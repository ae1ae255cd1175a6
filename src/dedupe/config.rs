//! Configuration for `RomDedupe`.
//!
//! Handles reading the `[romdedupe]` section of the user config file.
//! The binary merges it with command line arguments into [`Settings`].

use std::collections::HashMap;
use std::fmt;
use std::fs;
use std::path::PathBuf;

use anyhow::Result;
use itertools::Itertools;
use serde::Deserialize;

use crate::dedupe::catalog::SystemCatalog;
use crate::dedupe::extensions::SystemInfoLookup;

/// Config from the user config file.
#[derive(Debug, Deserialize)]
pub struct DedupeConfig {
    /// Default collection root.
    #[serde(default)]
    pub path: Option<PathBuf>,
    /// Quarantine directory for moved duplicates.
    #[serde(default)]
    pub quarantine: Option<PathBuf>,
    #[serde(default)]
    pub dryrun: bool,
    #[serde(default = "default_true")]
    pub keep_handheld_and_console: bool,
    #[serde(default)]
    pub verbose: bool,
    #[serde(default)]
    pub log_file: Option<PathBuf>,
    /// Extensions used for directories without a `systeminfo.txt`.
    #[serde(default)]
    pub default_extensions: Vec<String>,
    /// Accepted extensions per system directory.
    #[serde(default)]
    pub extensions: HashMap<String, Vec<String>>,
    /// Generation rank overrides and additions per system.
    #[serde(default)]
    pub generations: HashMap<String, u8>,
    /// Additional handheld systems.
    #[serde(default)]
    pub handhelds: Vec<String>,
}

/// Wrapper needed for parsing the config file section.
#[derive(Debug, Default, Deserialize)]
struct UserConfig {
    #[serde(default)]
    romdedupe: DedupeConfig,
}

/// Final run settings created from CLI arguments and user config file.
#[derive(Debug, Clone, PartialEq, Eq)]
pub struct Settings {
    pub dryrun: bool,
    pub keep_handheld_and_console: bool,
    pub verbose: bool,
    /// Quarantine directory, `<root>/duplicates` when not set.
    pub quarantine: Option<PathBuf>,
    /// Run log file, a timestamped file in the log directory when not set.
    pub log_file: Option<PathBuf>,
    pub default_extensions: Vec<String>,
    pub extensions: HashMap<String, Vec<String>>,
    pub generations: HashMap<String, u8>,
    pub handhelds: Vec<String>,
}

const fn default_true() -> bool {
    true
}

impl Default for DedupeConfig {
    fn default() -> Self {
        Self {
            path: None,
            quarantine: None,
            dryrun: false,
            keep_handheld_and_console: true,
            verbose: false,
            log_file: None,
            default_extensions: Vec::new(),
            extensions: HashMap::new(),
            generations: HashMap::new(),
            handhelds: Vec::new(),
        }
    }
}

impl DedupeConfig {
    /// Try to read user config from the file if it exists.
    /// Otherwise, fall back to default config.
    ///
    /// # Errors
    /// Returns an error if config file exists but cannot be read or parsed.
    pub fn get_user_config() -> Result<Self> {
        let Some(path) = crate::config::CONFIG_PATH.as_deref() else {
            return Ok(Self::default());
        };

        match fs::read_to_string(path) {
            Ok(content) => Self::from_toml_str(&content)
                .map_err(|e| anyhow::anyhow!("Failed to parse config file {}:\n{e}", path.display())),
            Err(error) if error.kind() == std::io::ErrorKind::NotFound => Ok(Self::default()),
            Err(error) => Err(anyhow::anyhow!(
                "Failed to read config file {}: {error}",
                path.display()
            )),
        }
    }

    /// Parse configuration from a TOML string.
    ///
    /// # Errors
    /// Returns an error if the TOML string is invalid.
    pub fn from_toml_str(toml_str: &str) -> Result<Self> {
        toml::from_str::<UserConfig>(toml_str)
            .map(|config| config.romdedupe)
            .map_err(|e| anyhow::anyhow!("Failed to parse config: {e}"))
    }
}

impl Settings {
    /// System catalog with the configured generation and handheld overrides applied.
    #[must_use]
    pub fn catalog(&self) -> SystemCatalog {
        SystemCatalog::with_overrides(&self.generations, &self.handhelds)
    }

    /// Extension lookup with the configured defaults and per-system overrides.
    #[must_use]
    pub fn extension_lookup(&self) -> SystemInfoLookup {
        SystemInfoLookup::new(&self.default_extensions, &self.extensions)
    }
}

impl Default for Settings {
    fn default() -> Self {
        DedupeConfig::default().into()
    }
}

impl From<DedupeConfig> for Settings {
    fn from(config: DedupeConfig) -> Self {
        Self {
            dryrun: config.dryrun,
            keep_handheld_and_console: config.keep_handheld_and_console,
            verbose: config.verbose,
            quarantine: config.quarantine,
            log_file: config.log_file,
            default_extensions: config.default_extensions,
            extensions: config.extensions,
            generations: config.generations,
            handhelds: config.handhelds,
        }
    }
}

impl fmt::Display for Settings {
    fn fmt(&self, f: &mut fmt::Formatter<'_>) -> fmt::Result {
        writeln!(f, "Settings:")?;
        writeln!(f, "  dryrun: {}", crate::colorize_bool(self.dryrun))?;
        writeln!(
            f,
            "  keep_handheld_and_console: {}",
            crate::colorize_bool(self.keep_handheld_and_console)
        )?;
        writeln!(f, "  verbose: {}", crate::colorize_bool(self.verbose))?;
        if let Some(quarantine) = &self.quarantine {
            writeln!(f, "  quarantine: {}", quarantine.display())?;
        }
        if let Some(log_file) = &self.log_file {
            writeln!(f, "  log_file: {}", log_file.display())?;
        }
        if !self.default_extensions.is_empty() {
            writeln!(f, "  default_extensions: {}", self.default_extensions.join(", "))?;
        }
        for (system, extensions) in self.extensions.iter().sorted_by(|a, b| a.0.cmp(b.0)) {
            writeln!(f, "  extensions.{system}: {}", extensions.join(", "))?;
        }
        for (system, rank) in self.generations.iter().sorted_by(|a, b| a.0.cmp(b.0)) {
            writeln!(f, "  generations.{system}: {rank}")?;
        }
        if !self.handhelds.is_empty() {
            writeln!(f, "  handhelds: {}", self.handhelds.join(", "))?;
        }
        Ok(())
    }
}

----------

What you are asked to do: Transcribe all of the lines in the records precisely.

Answer to this task:
repository ae1ae255cd1175a6
filename src/dedupe/config.rs
//! Configuration for `RomDedupe`.
//!
//! Handles reading the `[romdedupe]` section of the user config file.
//! The binary merges it with command line arguments into [`Settings`].

use std::collections::HashMap;
use std::fmt;
use std::fs;
use std::path::PathBuf;

use anyhow::Result;
use itertools::Itertools;
use serde::Deserialize;

use crate::dedupe::catalog::SystemCatalog;
use crate::dedupe::extensions::SystemInfoLookup;

/// Config from the user config file.
#[derive(Debug, Deserialize)]
pub struct DedupeConfig {
    /// Default collection root.
    #[serde(default)]
    pub path: Option<PathBuf>,
    /// Quarantine directory for moved duplicates.
    #[serde(default)]
    pub quarantine: Option<PathBuf>,
    #[serde(default)]
    pub dryrun: bool,
    #[serde(default = "default_true")]
    pub keep_handheld_and_console: bool,
    #[serde(default)]
    pub verbose: bool,
    #[serde(default)]
    pub log_file: Option<PathBuf>,
    /// Extensions used for directories without a `systeminfo.txt`.
    #[serde(default)]
    pub default_extensions: Vec<String>,
    /// Accepted extensions per system directory.
    #[serde(default)]
    pub extensions: HashMap<String, Vec<String>>,
    /// Generation rank overrides and additions per system.
    #[serde(default)]
    pub generations: HashMap<String, u8>,
    /// Additional handheld systems.
    #[serde(default)]
    pub handhelds: Vec<String>,
}

/// Wrapper needed for parsing the config file section.
#[derive(Debug, Default, Deserialize)]
struct UserConfig {
    #[serde(default)]
    romdedupe: DedupeConfig,
}

/// Final run settings created from CLI arguments and user config file.
#[derive(Debug, Clone, PartialEq, Eq)]
pub struct Settings {
    pub dryrun: bool,
    pub keep_handheld_and_console: bool,
    pub verbose: bool,
    /// Quarantine directory, `<root>/duplicates` when not set.
    pub quarantine: Option<PathBuf>,
    /// Run log file, a timestamped file in the log directory when not set.
    pub log_file: Option<PathBuf>,
    pub default_extensions: Vec<String>,
    pub extensions: HashMap<String, Vec<String>>,
    pub generations: HashMap<String, u8>,
    pub handhelds: Vec<String>,
}

const fn default_true() -> bool {
    true
}

impl Default for DedupeConfig {
    fn default() -> Self {
        Self {
            path: None,
            quarantine: None,
            dryrun: false,
            keep_handheld_and_console: true,
            verbose: false,
            log_file: None,
            default_extensions: Vec::new(),
            extensions: HashMap::new(),
            generations: HashMap::new(),
            handhelds: Vec::new(),
        }
    }
}

impl DedupeConfig {
    /// Try to read user config from the file if it exists.
    /// Otherwise, fall back to default config.
    ///
    /// # Errors
    /// Returns an error if config file exists but cannot be read or parsed.
    pub fn get_user_config() -> Result<Self> {
        let Some(path) = crate::config::CONFIG_PATH.as_deref() else {
            return Ok(Self::default());
        };

        match fs::read_to_string(path) {
            Ok(content) => Self::from_toml_str(&content)
                .map_err(|e| anyhow::anyhow!("Failed to parse config file {}:\n{e}", path.display())),
            Err(error) if error.kind() == std::io::ErrorKind::NotFound => Ok(Self::default()),
            Err(error) => Err(anyhow::anyhow!(
                "Failed to read config file {}: {error}",
                path.display()
            )),
        }
    }

    /// Parse configuration from a TOML string.
    ///
    /// # Errors
    /// Returns an error if the TOML string is invalid.
    pub fn from_toml_str(toml_str: &str) -> Result<Self> {
        toml::from_str::<UserConfig>(toml_str)
            .map(|config| config.romdedupe)
            .map_err(|e| anyhow::anyhow!("Failed to parse config: {e}"))
    }
}

impl Settings {
    /// System catalog with the configured generation and handheld overrides applied.
    #[must_use]
    pub fn catalog(&self) -> SystemCatalog {
        SystemCatalog::with_overrides(&self.generations, &self.handhelds)
    }

    /// Extension lookup with the configured defaults and per-system overrides.
    #[must_use]
    pub fn extension_lookup(&self) -> SystemInfoLookup {
        SystemInfoLookup::new(&self.default_extensions, &self.extensions)
    }
}

impl Default for Settings {
    fn default() -> Self {
        DedupeConfig::default().into()
    }
}

impl From<DedupeConfig> for Settings {
    fn from(config: DedupeConfig) -> Self {
        Self {
            dryrun: config.dryrun,
            keep_handheld_and_console: config.keep_handheld_and_console,
            verbose: config.verbose,
            quarantine: config.quarantine,
            log_file: config.log_file,
            default_extensions: config.default_extensions,
            extensions: config.extensions,
            generations: config.generations,
            handhelds: config.handhelds,
        }
    }
}

impl fmt::Display for Settings {
    fn fmt(&self, f: &mut fmt::Formatter<'_>) -> fmt::Result {
        writeln!(f, "Settings:")?;
        writeln!(f, "  dryrun: {}", crate::colorize_bool(self.dryrun))?;
        writeln!(
            f,
            "  keep_handheld_and_console: {}",
            crate::colorize_bool(self.keep_handheld_and_console)
        )?;
        writeln!(f, "  verbose: {}", crate::colorize_bool(self.verbose))?;
        if let Some(quarantine) = &self.quarantine {
            writeln!(f, "  quarantine: {}", quarantine.display())?;
        }
        if let Some(log_file) = &self.log_file {
            writeln!(f, "  log_file: {}", log_file.display())?;
        }
        if !self.default_extensions.is_empty() {
            writeln!(f, "  default_extensions: {}", self.default_extensions.join(", "))?;
        }
        for (system, extensions) in self.extensions.iter().sorted_by(|a, b| a.0.cmp(b.0)) {
            writeln!(f, "  extensions.{system}: {}", extensions.join(", "))?;
        }
        for (system, rank) in self.generations.iter().sorted_by(|a, b| a.0.cmp(b.0)) {
            writeln!(f, "  generations.{system}: {rank}")?;
        }
        if !self.handhelds.is_empty() {
            writeln!(f, "  handhelds: {}", self.handhelds.join(", "))?;
        }
        Ok(())
    }
}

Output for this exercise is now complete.